In the coastal regions of Bangladesh, access to safe drinking water remains one of the country’s most urgent and complex development challenges. Salinity intrusion, cyclones, tidal flooding, arsenic contamination, and groundwater failure continue to affect millions of people. In response, governments and NGOs have invested heavily in rainwater harvesting systems, pond sand filters, reverse osmosis (RO) plants, and deep tube wells.

Despite decades of intervention, many projects struggle to remain functional in the long term both for technical failures and a growing culture of dependency surrounding development projects in coastal communities.

During my PhD fieldwork across coastal villages in Khulna, Satkhira, and Bagerhat, I came across an interesting pattern among the household I surveyed. Most of the respondents assumed that anyone conducting research must be connected to an NGO or aid project. Some also expected immediate benefit and asked whether I would provide rainwater harvesting tanks, financial assistance, or NGO support. Others questioned the value of sharing information if no tangible return was offered. These reactions should not simply be dismissed as opportunistic behaviour. They reveal decades of externally funded projects  in ways that unintentionally weaken community ownership.
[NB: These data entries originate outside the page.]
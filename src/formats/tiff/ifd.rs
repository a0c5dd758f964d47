// SPDX-License-Identifier: MIT
// Copyright 2021 Daniel Vogelbacher <daniel@chaospixel.com>

use std::collections::{BTreeMap, HashMap, HashSet};
use std::io::{Read, Seek, SeekFrom};

use log::warn;
use serde::{Deserialize, Serialize};

use crate::bits::Endian;
use crate::tags::{TiffCommonTag, TiffTagEnum};

use super::entry::Entry;
use super::reader::{EndianReader, ReadByteOrder};
use super::value::Value;
use super::{apply_corr, Result, TiffError, MAX_IFD_DEPTH};

/// Tags whose LONG values are offsets of nested IFDs. These are followed
/// recursively during the parse; everything else stays flat.
const SUB_IFD_TAGS: [u16; 5] = [
  TiffCommonTag::SubIFDs as u16,
  TiffCommonTag::ExifIFD as u16,
  TiffCommonTag::GPSIFD as u16,
  TiffCommonTag::DNGPrivateData as u16,
  TiffCommonTag::IdcIFD as u16,
];

#[derive(Debug, Clone, PartialEq, Default, Serialize, Deserialize)]
pub struct IFD {
  pub offset: u32,
  pub next_ifd: u32,
  pub entries: BTreeMap<u16, Entry>,
  pub endian: Endian,
  pub sub: HashMap<u16, Vec<IFD>>,
}

impl IFD {
  /// Parse the IFD at `offset`: entry count, the 12-byte entries, and the
  /// next-IFD pointer. Nested IFDs referenced by the known sub-IFD tags
  /// are parsed by recursive application at their offsets.
  ///
  /// `visited` spans the whole parse so offset cycles are rejected, and
  /// `depth` caps the recursion independently of cycle detection.
  pub fn parse<R: Read + Seek>(
    reader: &mut R,
    offset: u32,
    corr: i32,
    depth: usize,
    endian: Endian,
    visited: &mut HashSet<u32>,
    file_len: u64,
  ) -> Result<IFD> {
    if depth >= MAX_IFD_DEPTH {
      return Err(TiffError::StructureTooDeep(offset));
    }
    if !visited.insert(offset) {
      return Err(TiffError::General(format!("IFD cycle detected at offset {}", offset)));
    }
    if offset as u64 + 2 > file_len {
      return Err(TiffError::OffsetOutOfRange {
        offset: offset as u64,
        len: 2,
        file_len,
      });
    }
    reader.seek(SeekFrom::Start(offset as u64))?;
    let mut reader = EndianReader::new(reader, endian);
    let entry_count = reader.read_u16()?;
    if offset as u64 + 2 + entry_count as u64 * 12 > file_len {
      return Err(TiffError::TruncatedEntry(format!(
        "IFD at offset {} claims {} entries beyond the end of file",
        offset, entry_count
      )));
    }

    let mut entries = BTreeMap::new();
    let mut sub_ifd_offsets: HashMap<u16, Vec<u32>> = HashMap::new();
    for _ in 0..entry_count {
      let tag = reader.read_u16()?;
      let entry = Entry::parse(&mut reader, corr, tag, file_len)?;

      if SUB_IFD_TAGS.contains(&tag) {
        if let Some(offsets) = sub_ifd_pointers(&entry.value, endian) {
          sub_ifd_offsets.insert(tag, offsets);
        }
      }
      entries.insert(entry.tag, entry);
    }

    // Some TIFF writers skip the next ifd pointer
    // If we get an I/O error, we fallback to 0, signaling the end of IFD chains.
    let next_ifd = match reader.read_u32() {
      Ok(ptr) => ptr,
      Err(e) => {
        warn!("TIFF IFD reader failed to get next IFD pointer, fallback to 0. Error was: {}", e);
        0
      }
    };

    // Process sub-IFDs
    let reader = reader.into_inner();
    let mut sub = HashMap::new();
    for (tag, offsets) in sub_ifd_offsets {
      let mut ifds = Vec::new();
      for sub_offset in offsets {
        let ifd = Self::parse(reader, apply_corr(sub_offset, corr), corr, depth + 1, endian, visited, file_len)?;
        ifds.push(ifd);
      }
      sub.insert(tag, ifds);
    }

    Ok(IFD {
      offset,
      next_ifd: if next_ifd == 0 { 0 } else { apply_corr(next_ifd, corr) },
      entries,
      endian,
      sub,
    })
  }

  pub fn entry_count(&self) -> u16 {
    self.entries.len() as u16
  }

  pub fn next_ifd(&self) -> u32 {
    self.next_ifd
  }

  pub fn entries(&self) -> &BTreeMap<u16, Entry> {
    &self.entries
  }

  pub fn sub_ifds(&self) -> &HashMap<u16, Vec<IFD>> {
    &self.sub
  }

  pub fn get_entry<T: TiffTagEnum>(&self, tag: T) -> Option<&Entry> {
    self.entries.get(&tag.into())
  }

  pub fn get_entry_recursive<T: TiffTagEnum>(&self, tag: T) -> Option<&Entry> {
    self
      .entries
      .get(&tag.into())
      .or_else(|| self.sub.values().flatten().find_map(|ifd| ifd.get_entry_recursive(tag)))
  }

  pub fn has_entry<T: TiffTagEnum>(&self, tag: T) -> bool {
    self.get_entry(tag).is_some()
  }

  pub(crate) fn collect_ifds_with_tag<'a, T: TiffTagEnum>(&'a self, tag: T, out: &mut Vec<&'a IFD>) {
    if self.has_entry(tag) {
      out.push(self);
    }
    for ifds in self.sub.values() {
      for ifd in ifds {
        ifd.collect_ifds_with_tag(tag, out);
      }
    }
  }

  /// Parse the makernote entry as a TIFF-in-TIFF fragment.
  ///
  /// Sony makernotes start with a maker signature and may carry their own
  /// byte order mark; value offsets inside are absolute file offsets. Only
  /// the entries with known tags get symbolic meaning, the rest ride along
  /// as opaque values.
  pub fn parse_makernote<R: Read + Seek>(&self, reader: &mut R, file_len: u64) -> Result<Option<IFD>> {
    if let Some(entry) = self.get_entry(TiffCommonTag::MakerNote) {
      let offset = entry.offset;
      match &entry.value {
        Value::Undefined(data) => {
          let mut off = 0;
          let mut endian = self.endian;

          if data.len() >= 12 && (data[0..9] == b"SONY DSC "[..] || data[0..9] == b"SONY CAM "[..]) {
            off += 12;
          }

          // Some have MM or II to indicate endianness - read that
          if data.len() >= off + 2 {
            if data[off..off + 2] == b"II"[..] {
              off += 2;
              endian = Endian::Little;
            } else if data[off..off + 2] == b"MM"[..] {
              off += 2;
              endian = Endian::Big;
            }
          }

          let mut visited = HashSet::new();
          Ok(Some(IFD::parse(reader, offset + off as u32, 0, 0, endian, &mut visited, file_len)?))
        }
        _ => Err(TiffError::General("Makernote entry has unknown value type".into())),
      }
    } else {
      Ok(None)
    }
  }

  pub fn dump<T: TiffTagEnum + TryFrom<u16>>(&self, limit: usize) -> Vec<String> {
    let mut out = Vec::new();
    out.push(format!("IFD entries: {}\n", self.entries.len()));
    for (tag, entry) in &self.entries {
      let tag_name = match T::try_from(*tag) {
        Ok(name) => format!("{:?}", name),
        Err(_) => format!("<?{}>", tag),
      };
      out.push(format!(
        "{0:#06x} : {1:<20} | {2:<10} | {3:<6}",
        tag,
        tag_name,
        entry.type_name(),
        entry.count().min(limit)
      ));
    }
    for (tag, ifds) in self.sub_ifds().iter() {
      for (i, sub) in ifds.iter().enumerate() {
        out.push(format!("SubIFD({}:{})", tag, i));
        for line in sub.dump::<T>(limit) {
          out.push(format!("   {}", line));
        }
      }
    }
    out
  }
}

/// Extract nested IFD offsets from a sub-IFD entry value. `SubIFDs` is a
/// LONG array, `DNGPrivateData` is written by Sony as raw bytes holding a
/// single offset word.
fn sub_ifd_pointers(value: &Value, endian: Endian) -> Option<Vec<u32>> {
  match value {
    Value::Long(offsets) => Some(offsets.clone()),
    Value::Byte(data) | Value::Undefined(data) if data.len() >= 4 => Some(vec![endian.read_u32(data, 0)]),
    _ => None,
  }
}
Many coastal residents have become accustomed to seeing water infrastructure as something provided, financed, repaired, and maintained entirely by outside organisations. This expectation has limited the development of local responsibility and ownership. When a system breaks, communities often wait for another NGO or government project instead of organising local repair or maintenance efforts themselves, creating sustainability problems.

For example, in Betbunia village of Paikgachha in Khulna, a reverse osmosis plant stopped functioning after a critical component was stolen, but it was not replaced. The issue was not only technical but also institutional. No local mechanism existed to protect, finance, or collectively maintain the infrastructure. At the same time, demand for rainwater harvesting tanks remains extremely high even in some areas where groundwater is naturally safe for drinking.

For instance, in Dashalia village of Koyra in Khulna, residents have access to naturally drinkable groundwater through deep tube wells. Yet, some households still demand rainwater tanks because neighbouring saline-affected villages received them free of cost through government or NGO programmes. The tank itself becomes a symbol of entitlement and development access, rather than a response to actual water vulnerability.

Ironically, many residents in saline-prone areas still prefer harvested rainwater over RO-treated water. Some believe RO water does not suit their bodies or that it tastes unnatural. Such perceptions matter and highlight a gap between technical planning and local perception because water solutions fail when communities do not trust or culturally accept them.

This shows infrastructure alone does not solve water insecurity. Social behaviour, local awareness, trust, participation, and community ownership are equally important.

For years, development interventions in coastal Bangladesh have largely followed a distribution model that goes like this: install infrastructure, deliver technology, complete the project cycle, and move on. But when communities remain passive recipients rather than active stakeholders, long-term sustainability becomes fragile.

This does not mean poor communities should be blamed for expecting assistance. Safe drinking water is a basic human right and many coastal households face severe economic hardship. Their expectations are shaped by historical experience. If aid repeatedly arrives as free distribution without local accountability mechanisms, dependency becomes a rational social response.

Therefore, future coastal water interventions must move beyond charity-driven approaches toward shared responsibility models. Communities must become co-owners of systems. Even small symbolic financial contributions, community water committees, or locally managed maintenance funds can strengthen accountability and collective ownership.

Researchers and development practitioners also need more transparent communication with communities, explaining clearly that research does not automatically bring material assistance. Most importantly, development organisations must acknowledge an uncomfortable truth: decades of aid practices have sometimes created dependency alongside assistance. The coastal water crisis is not only a technical challenge but also a social and behavioural one. Without community ownership, even expensive infrastructure can quickly become abandoned, damaged, or unsustainable.

Md Ayatullah Khan is doctoral researcher in Department of Geography at Hong Kong Baptist University, Kowloon Tong, Hong Kong.

Views expressed in this article are the author's own.